What do you think our founding fathers, such as James Madison or Thomas Jefferson, would think of this nonsensical quandary? Certainly current-day journalists are aiming a lot of ridicule at “corporate personhood” and its consequences.

So let’s ridicule it whenever we get a chance. We’ve all heard the jokes: “Corporations are OK, but I wouldn’t want my sister to marry one,” or “ Corporations can’t eat, drink, make love or ride a bicycle” or “I’ll believe corporations are people when Texas executes one.”

On The Colbert Report, comedian/commentator Stephen Colbert, candidate for president of the United States of South Carolina, has hilariously lampooned the “independent” relationship of a candidate’s campaign with its super PAC by turning over the reins of his own super PAC, Americans for a Better Tomorrow, Tomorrow, to his good buddy, Jon Stewart. Their wink-and-nod style of communication sums up what’s really going on here.

If you’re curious, go to opensecrets.org, the website of the Center for Responsive Politics, to learn more about the buckets of money the super

PACs have to distribute for or against political candidates. And, totally incidentally, there you’ll even see that candidate Colbert, with his PAC, Americans for a Better Tomorrow, Tomorrow, has paid $21,600 for a TV ad.

As I noted above, ridicule is not a bad way to get attention. The Colbert-Stewart caper fits a category all its own. It’s called going from the Supreme to the ridiculous.

On a more positive note, let me add my kudos to those offered by Robert Herold in this space last week (“Montana Strikes Back”) to the Montana Supreme Court for choosing to bypass the U.S. Supreme Court and uphold the continued value of its 1912 state law forbidding corporations to donate corporate funds to political candidates.

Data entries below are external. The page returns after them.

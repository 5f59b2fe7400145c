//! Progressive frame renderer.
//!
//! Owns the accumulation and output buffers and the frame index, and
//! dispatches per-pixel tracing across rayon's thread pool. Each pixel's
//! slots are written by exactly one task per frame, so no locks are needed.

use std::sync::atomic::{AtomicBool, Ordering};
use std::sync::Arc;
use std::time::{Duration, Instant};

use crate::accumulation::{resolve, AccumulationBuffer};
use crate::bucket::{generate_buckets, trace_bucket, BucketResult};
use crate::error::{RenderError, RenderResult};
use crate::integrator::trace_pixel;
use crate::Camera;
use ember_core::Scene;
use rayon::prelude::*;

/// How the pixel grid is split across worker threads.
#[derive(Debug, Clone, Copy, PartialEq, Eq, Default)]
pub enum DispatchMode {
    /// One task per image row, writing straight into the buffers.
    #[default]
    Rows,
    /// Square tiles traced in parallel, then merged into the buffers.
    Buckets { size: u32 },
}

/// Render configuration.
#[derive(Debug, Clone, PartialEq, Eq)]
pub struct RenderSettings {
    /// Keep summing frames until reset. When false every frame is a fresh
    /// single-sample image.
    pub accumulate: bool,
    /// Parallel dispatch strategy
    pub dispatch: DispatchMode,
}

impl Default for RenderSettings {
    fn default() -> Self {
        Self {
            accumulate: true,
            dispatch: DispatchMode::Rows,
        }
    }
}

/// Outcome of a `Renderer::render` call that did not fail validation.
#[derive(Debug, Clone, Copy, PartialEq, Eq)]
pub enum RenderStatus {
    /// The frame completed; `frame_index` is the index it was rendered with.
    Rendered { frame_index: u32 },
    /// Width or height is zero; nothing was done.
    EmptyViewport,
    /// The cancel flag was raised mid-frame. The accumulation cycle restarts
    /// on the next frame.
    Cancelled,
}

/// The progressive renderer.
pub struct Renderer {
    settings: RenderSettings,
    accumulation: AccumulationBuffer,
    image_data: Vec<u32>,
    frame_index: u32,
    last_render_time: Duration,
    cancel: Arc<AtomicBool>,
}

impl Default for Renderer {
    fn default() -> Self {
        Self::new()
    }
}

impl Renderer {
    /// Create a renderer with an empty viewport and default settings.
    pub fn new() -> Self {
        Self::with_settings(RenderSettings::default())
    }

    pub fn with_settings(settings: RenderSettings) -> Self {
        Self {
            settings,
            accumulation: AccumulationBuffer::default(),
            image_data: Vec::new(),
            frame_index: 1,
            last_render_time: Duration::ZERO,
            cancel: Arc::new(AtomicBool::new(false)),
        }
    }

    /// Reallocate both buffers for a new viewport size.
    ///
    /// Prior accumulation is discarded and the frame index restarts at 1.
    /// Returns false (and does nothing) when the size is unchanged.
    pub fn resize(&mut self, width: u32, height: u32) -> bool {
        if !self.accumulation.resize(width, height) {
            return false;
        }

        self.image_data = vec![0; self.accumulation.len()];
        self.frame_index = 1;
        log::info!("Renderer resized to {}x{}", width, height);
        true
    }

    /// Render one frame of `scene` as seen by `camera`.
    ///
    /// On error nothing is modified: buffers, frame index and timing stay as
    /// they were.
    pub fn render(&mut self, scene: &Scene, camera: &Camera) -> RenderResult<RenderStatus> {
        if self.accumulation.is_empty() {
            log::debug!("Skipping render of empty viewport");
            return Ok(RenderStatus::EmptyViewport);
        }

        if let Err(err) = self.validate(scene, camera) {
            log::warn!("Refusing to render frame: {}", err);
            return Err(err);
        }

        let start = Instant::now();
        let frame_index = self.frame_index;

        if frame_index == 1 {
            self.accumulation.clear();
        }

        let completed = match self.settings.dispatch {
            DispatchMode::Rows => self.render_rows(scene, camera, frame_index),
            DispatchMode::Buckets { size } => self.render_buckets(scene, camera, frame_index, size),
        };

        self.last_render_time = start.elapsed();

        if !completed {
            self.cancel.store(false, Ordering::Relaxed);
            self.frame_index = 1;
            log::warn!("Frame {} cancelled after {:?}", frame_index, self.last_render_time);
            return Ok(RenderStatus::Cancelled);
        }

        if self.settings.accumulate {
            self.frame_index = self.frame_index.saturating_add(1);
        } else {
            self.frame_index = 1;
        }

        log::debug!("Frame {} rendered in {:?}", frame_index, self.last_render_time);
        Ok(RenderStatus::Rendered { frame_index })
    }

    fn validate(&self, scene: &Scene, camera: &Camera) -> RenderResult<()> {
        scene.validate()?;

        let expected = (self.width(), self.height());
        if camera.viewport() != expected || camera.ray_directions().len() != self.accumulation.len() {
            return Err(RenderError::CameraViewportMismatch {
                expected,
                actual: camera.viewport(),
            });
        }

        if !camera.position().is_finite() {
            return Err(RenderError::NonFiniteCameraPosition);
        }

        if let Some(pixel) = camera
            .ray_directions()
            .iter()
            .position(|d| !d.is_finite() || d.length_squared() == 0.0)
        {
            return Err(RenderError::DegenerateRayDirection { pixel });
        }

        Ok(())
    }

    /// Returns false if the frame was cancelled.
    fn render_rows(&mut self, scene: &Scene, camera: &Camera, frame_index: u32) -> bool {
        let width = self.accumulation.width() as usize;
        let cancel = &self.cancel;

        self.accumulation
            .as_mut_slice()
            .par_chunks_mut(width)
            .zip(self.image_data.par_chunks_mut(width))
            .enumerate()
            .try_for_each(|(y, (accumulation_row, image_row))| {
                if cancel.load(Ordering::Relaxed) {
                    return None;
                }

                for (x, (sum, pixel)) in accumulation_row.iter_mut().zip(image_row.iter_mut()).enumerate() {
                    *sum += trace_pixel(x as u32, y as u32, camera, scene, frame_index);
                    *pixel = resolve(*sum, frame_index);
                }

                Some(())
            })
            .is_some()
    }

    /// Returns false if the frame was cancelled. Nothing is merged into the
    /// buffers unless every bucket finished.
    fn render_buckets(&mut self, scene: &Scene, camera: &Camera, frame_index: u32, size: u32) -> bool {
        let width = self.accumulation.width();
        let buckets = generate_buckets(width, self.accumulation.height(), size);
        let cancel = &self.cancel;

        let results: Option<Vec<BucketResult>> = buckets
            .par_iter()
            .map(|bucket| {
                if cancel.load(Ordering::Relaxed) {
                    None
                } else {
                    Some(trace_bucket(bucket, camera, scene, frame_index))
                }
            })
            .collect();

        let Some(results) = results else {
            return false;
        };

        let accumulation = self.accumulation.as_mut_slice();
        for result in &results {
            for ((x, y), color) in result.bucket.pixels().zip(&result.pixels) {
                let index = (x + y * width) as usize;
                accumulation[index] += *color;
                self.image_data[index] = resolve(accumulation[index], frame_index);
            }
        }

        true
    }

    /// Restart accumulation on the next frame.
    pub fn reset_frame_index(&mut self) {
        self.frame_index = 1;
    }

    /// Index the next frame will be rendered with.
    pub fn frame_index(&self) -> u32 {
        self.frame_index
    }

    pub fn settings(&self) -> &RenderSettings {
        &self.settings
    }

    pub fn settings_mut(&mut self) -> &mut RenderSettings {
        &mut self.settings
    }

    /// Packed RGBA pixels, row-major, top row first.
    pub fn image_data(&self) -> &[u32] {
        &self.image_data
    }

    /// The output buffer as bytes. On little-endian targets this is RGBA8.
    pub fn image_bytes(&self) -> &[u8] {
        bytemuck::cast_slice(&self.image_data)
    }

    pub fn accumulation(&self) -> &AccumulationBuffer {
        &self.accumulation
    }

    pub fn width(&self) -> u32 {
        self.accumulation.width()
    }

    pub fn height(&self) -> u32 {
        self.accumulation.height()
    }

    /// Wall-clock duration of the last completed or cancelled frame.
    pub fn last_render_time(&self) -> Duration {
        self.last_render_time
    }

    /// Shared flag that cancels the frame in flight when set.
    pub fn cancel_handle(&self) -> Arc<AtomicBool> {
        Arc::clone(&self.cancel)
    }
}
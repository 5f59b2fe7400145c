//! Ray/sphere intersection.

use ember_core::Sphere;
use ember_math::{Interval, Ray, Vec3};

/// Record of the nearest ray-sphere intersection.
#[derive(Debug, Clone, Copy, PartialEq)]
pub struct HitRecord {
    /// Ray parameter t where the intersection occurs (always > 0)
    pub hit_distance: f32,
    /// Point of intersection in world space
    pub world_position: Vec3,
    /// Outward unit normal at the intersection
    pub world_normal: Vec3,
    /// Index of the sphere that was hit
    pub object_index: usize,
}

/// Nearest root of `ray` against one sphere, if it lies in front of the origin.
///
/// Solves `a*t^2 + b*t + c = 0` in the sphere's local frame and only ever
/// considers the smaller root. A ray starting inside the sphere therefore
/// does not hit it.
#[inline]
pub fn hit_sphere(ray: &Ray, sphere: &Sphere) -> Option<f32> {
    let origin = ray.origin - sphere.position;

    let a = ray.direction.dot(ray.direction);
    let b = 2.0 * origin.dot(ray.direction);
    let c = origin.dot(origin) - sphere.radius * sphere.radius;

    // b^2 - 4ac
    let discriminant = b * b - 4.0 * a * c;
    if discriminant < 0.0 {
        return None;
    }

    let t = (-b - discriminant.sqrt()) / (2.0 * a);
    Interval::FORWARD.surrounds(t).then_some(t)
}

/// Find the closest sphere hit by `ray`.
///
/// Ties keep the earlier sphere, since a later one must be strictly closer
/// to replace it.
pub fn find_closest_hit(ray: &Ray, spheres: &[Sphere]) -> Option<HitRecord> {
    let mut closest: Option<(usize, f32)> = None;

    for (index, sphere) in spheres.iter().enumerate() {
        let Some(t) = hit_sphere(ray, sphere) else {
            continue;
        };

        let best = closest.map_or(f32::INFINITY, |(_, d)| d);
        if t < best {
            closest = Some((index, t));
        }
    }

    closest.map(|(index, t)| closest_hit(ray, t, index, &spheres[index]))
}

fn closest_hit(ray: &Ray, hit_distance: f32, object_index: usize, sphere: &Sphere) -> HitRecord {
    let origin = ray.origin - sphere.position;
    let local_position = origin + ray.direction * hit_distance;

    // Assumes an unscaled sphere: the local hit point is the normal direction.
    let world_normal = local_position.normalize();

    HitRecord {
        hit_distance,
        world_position: local_position + sphere.position,
        world_normal,
        object_index,
    }
}
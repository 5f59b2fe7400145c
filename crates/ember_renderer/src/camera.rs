//! Camera for ray generation.
//!
//! The camera caches one primary ray direction per pixel. Directions are
//! rebuilt whenever the viewport, position or orientation changes, so the
//! integrator only ever indexes into a slice.

use ember_math::{Mat4, Quat, Vec2, Vec3, Vec4};
use rayon::prelude::*;

// Squared sine of the smallest angle allowed between forward and world up.
const MIN_UP_SIN_SQUARED: f32 = 1e-6;

/// Perspective camera that precomputes per-pixel ray directions.
#[derive(Debug, Clone)]
pub struct Camera {
    position: Vec3,
    forward: Vec3,

    vertical_fov: f32, // Degrees
    near_clip: f32,
    far_clip: f32,

    viewport_width: u32,
    viewport_height: u32,

    // Cached computed values
    inverse_projection: Mat4,
    inverse_view: Mat4,
    ray_directions: Vec<Vec3>,
}

impl Default for Camera {
    fn default() -> Self {
        Self::new(45.0, 0.1, 100.0)
    }
}

impl Camera {
    /// Create a camera at (0, 0, 6) looking down -Z.
    ///
    /// The viewport starts empty; call `resize` before rendering.
    pub fn new(vertical_fov: f32, near_clip: f32, far_clip: f32) -> Self {
        let mut camera = Self {
            position: Vec3::new(0.0, 0.0, 6.0),
            forward: Vec3::NEG_Z,
            vertical_fov,
            near_clip,
            far_clip,
            viewport_width: 0,
            viewport_height: 0,
            inverse_projection: Mat4::IDENTITY,
            inverse_view: Mat4::IDENTITY,
            ray_directions: Vec::new(),
        };
        camera.recalculate_view();
        camera
    }

    /// Update the viewport size. Same-size calls do nothing.
    pub fn resize(&mut self, width: u32, height: u32) {
        if width == self.viewport_width && height == self.viewport_height {
            return;
        }

        self.viewport_width = width;
        self.viewport_height = height;

        self.recalculate_projection();
        self.recalculate_ray_directions();
    }

    /// Move the camera to `position`. Returns true if it moved.
    pub fn set_position(&mut self, position: Vec3) -> bool {
        if position == self.position {
            return false;
        }

        self.position = position;
        self.recalculate_view();
        self.recalculate_ray_directions();
        true
    }

    /// Move the camera by `delta`. Returns true if it moved.
    pub fn translate(&mut self, delta: Vec3) -> bool {
        self.set_position(self.position + delta)
    }

    /// Point the camera along `direction`.
    ///
    /// Zero-length or non-finite directions are rejected and return false,
    /// as are directions (nearly) parallel to world up, which leave the
    /// view basis undefined.
    pub fn set_forward(&mut self, direction: Vec3) -> bool {
        let Some(forward) = direction.try_normalize() else {
            return false;
        };
        if forward.cross(Vec3::Y).length_squared() < MIN_UP_SIN_SQUARED {
            return false;
        }
        if forward == self.forward {
            return false;
        }

        self.forward = forward;
        self.recalculate_view();
        self.recalculate_ray_directions();
        true
    }

    /// Turn by `yaw` around world up and `pitch` around the camera's right
    /// axis, both in radians. Returns true if the orientation changed.
    ///
    /// A turn that would point the camera straight up or down is refused
    /// and leaves the orientation as it was.
    pub fn rotate(&mut self, yaw: f32, pitch: f32) -> bool {
        if yaw == 0.0 && pitch == 0.0 {
            return false;
        }

        let Some(right) = self.forward.cross(Vec3::Y).try_normalize() else {
            return false;
        };

        let q = (Quat::from_axis_angle(right, -pitch) * Quat::from_axis_angle(Vec3::Y, -yaw)).normalize();
        self.set_forward(q * self.forward)
    }

    pub fn position(&self) -> Vec3 {
        self.position
    }

    pub fn forward(&self) -> Vec3 {
        self.forward
    }

    /// Viewport size as (width, height).
    pub fn viewport(&self) -> (u32, u32) {
        (self.viewport_width, self.viewport_height)
    }

    /// One direction per pixel, row-major, top row first.
    pub fn ray_directions(&self) -> &[Vec3] {
        &self.ray_directions
    }

    /// Direction for a single pixel.
    pub fn ray_direction(&self, x: u32, y: u32) -> Vec3 {
        self.ray_directions[(x + y * self.viewport_width) as usize]
    }

    /// Get the view matrix (world → camera space)
    pub fn view_matrix(&self) -> Mat4 {
        Mat4::look_at_rh(self.position, self.position + self.forward, Vec3::Y)
    }

    /// Get the projection matrix (camera → clip space)
    pub fn projection_matrix(&self) -> Mat4 {
        let aspect = self.viewport_width as f32 / self.viewport_height as f32;
        Mat4::perspective_rh(self.vertical_fov.to_radians(), aspect, self.near_clip, self.far_clip)
    }

    fn recalculate_projection(&mut self) {
        self.inverse_projection = self.projection_matrix().inverse();
    }

    fn recalculate_view(&mut self) {
        self.inverse_view = self.view_matrix().inverse();
    }

    fn recalculate_ray_directions(&mut self) {
        let width = self.viewport_width;
        let height = self.viewport_height;
        if width == 0 || height == 0 {
            self.ray_directions.clear();
            return;
        }

        let inverse_projection = self.inverse_projection;
        let inverse_view = self.inverse_view;

        self.ray_directions = (0..width * height)
            .into_par_iter()
            .map(|index| {
                let x = index % width;
                let y = index / width;

                // Row 0 is the top of the image.
                let coord = Vec2::new(x as f32 / width as f32, 1.0 - y as f32 / height as f32) * 2.0 - Vec2::ONE;

                let target = inverse_projection * Vec4::new(coord.x, coord.y, 1.0, 1.0);
                let local = (target.truncate() / target.w).normalize();
                (inverse_view * local.extend(0.0)).truncate()
            })
            .collect();
    }
}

Mark Twain wrote that the outrageous W.A. Clark, who bribed the Montana Legislature into sending him as a U.S. Senator to Washington, D.C., “bought legislators and judges as other men buy food and raiment, and has so excused and so sweetened corruption that in Montana it no longer has an offensive smell.”

That was then, and now is now. Montana’s Supreme Court decision smells pretty sweet to me. Let’s hope it can stand up to the forces that brought us Citizens United. 

Mary Lou Reed lives in Coeur d’Alene.